As a content author you will usually be working on content for one part of the WAI website. This can be accomplished by editing HTML or Markdown files in one of the many git repositories that hold the source files. In fact, the WAI site is broken up into many modules, called resources, each with it’s own repository in the W3C’s github organization. You can work in isolation on content files in a repository using either GitHub online features or a local development environment. Sometimes you might also work on static files like images or even CSS or javascript.

In this case you can follow a typical github style workflow, working on a branch which is eventually merged into a main branch and pushed to GitHub once ready for deployment. This last step should be performed in coordination with the WAI website editor. To support content development, Netlify provides previews which can be used to see how your resource changes look.

Sometimes however, you will need to work on files that are shared between all resources, such as the file which defines the site navigation.
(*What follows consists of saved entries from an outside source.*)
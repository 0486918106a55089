use std::io;
use std::time::Duration;

use log::{debug, info, warn};

use crate::error::{ReaderError, Result};

use super::Transport;

/// GPS receivers talk 8N1.
const DATA_BITS: serialport::DataBits = serialport::DataBits::Eight;
const STOP_BITS: serialport::StopBits = serialport::StopBits::One;
const PARITY: serialport::Parity = serialport::Parity::None;

/// Baud rates commonly used by NMEA receivers (the NMEA-0183 default first).
pub const BAUD_RATES: &[u32] = &[4800, 9600, 19200, 38400, 57600, 115200];

/// An NMEA transport backed by a native serial port.
pub struct SerialTransport {
    port: Box<dyn serialport::SerialPort>,
}

impl SerialTransport {
    pub fn new(port: Box<dyn serialport::SerialPort>) -> Self {
        Self { port }
    }
}

impl Transport for SerialTransport {
    fn read(&mut self, buf: &mut [u8]) -> io::Result<usize> {
        io::Read::read(&mut self.port, buf)
    }

    fn set_read_timeout(&mut self, timeout: Duration) -> io::Result<()> {
        self.port.set_timeout(timeout).map_err(io::Error::other)
    }
}

/// List the names of all serial ports on the system.
pub fn available_ports() -> Result<Vec<String>> {
    let ports = serialport::available_ports().map_err(ReaderError::Serial)?;
    for port in &ports {
        debug!("found port: {} ({:?})", port.port_name, port.port_type);
    }
    Ok(ports.into_iter().map(|p| p.port_name).collect())
}

/// Pick the first available serial port.
pub fn first_port() -> Result<String> {
    match available_ports()?.into_iter().next() {
        Some(name) => {
            info!("using first available port {name}");
            Ok(name)
        }
        None => {
            warn!("no serial ports found");
            Err(ReaderError::PortNotFound)
        }
    }
}

/// Open a serial port (8N1) at the given baud rate.
pub fn open_port(port_name: &str, baud_rate: u32, timeout: Duration) -> Result<SerialTransport> {
    let port = serialport::new(port_name, baud_rate)
        .data_bits(DATA_BITS)
        .stop_bits(STOP_BITS)
        .parity(PARITY)
        .timeout(timeout)
        .open()
        .map_err(ReaderError::Serial)?;

    info!("opened {} at {} baud", port_name, baud_rate);
    Ok(SerialTransport::new(port))
}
Plus, if you are creating a new resource it needs to be added to the “master” resource which pulls all the components together to make the complete wai website.

Working on these shared files requires extra care and coordination with the Editor as integration of these multiple parts needs coordination to avoid a broken site.

Site build

The WAI Website is created using a “build” process that converts the source file content in the resources into the wai website content. It combines all the resources and mixes in the shared files including navigation and a theme (visual styling). The build is used to both generate the resource previews and when the site is deployed.

While the mechanics of this build are complex, involving jekyll, git submodules and filesystem symlinks, an overview can be useful to keep in mind:

Architecture and Previews

This separation into modules and resources allows independent work on the various sections of the website. However, it also causes a lot of duplication of configuration in each repo and Netlify site meaning changes to all modules become very time consuming. With the current configuration, changes to shared files may propagate to other resources or the main site earlier than required, for example adding items to the shared navigation will appear in the next site publication.

Submodule Use

In a nutshell, submodules are a way to include a git repo into another (supermodule). The supermodule references a specific commit of each submodule until it is manually updated (using git submodule update. Use of submodules thus offers the possibility of referencing any versions of submodules, requiring a commit to persist the submodule state held in the supermodule.

The WAI site uses submodules for subparts of the site and also shared theme files. These are included when building both the section preview and the main site. The HEAD commit (head of default branch) of is always used and this requires all supermodules to be updated to reference the latest submodule as part of the build (local, Netlify or deploy).

Currently the main site supermodule state of submodules is committed during deploy. However, previews are not currently commited at all so get out of date. This will be addressed soon. Probably by creating a new Github Actions workflow to update and commit all the supermodules.

Design Components, Design Style

Direct link to the Design Components, Design Style. (in English)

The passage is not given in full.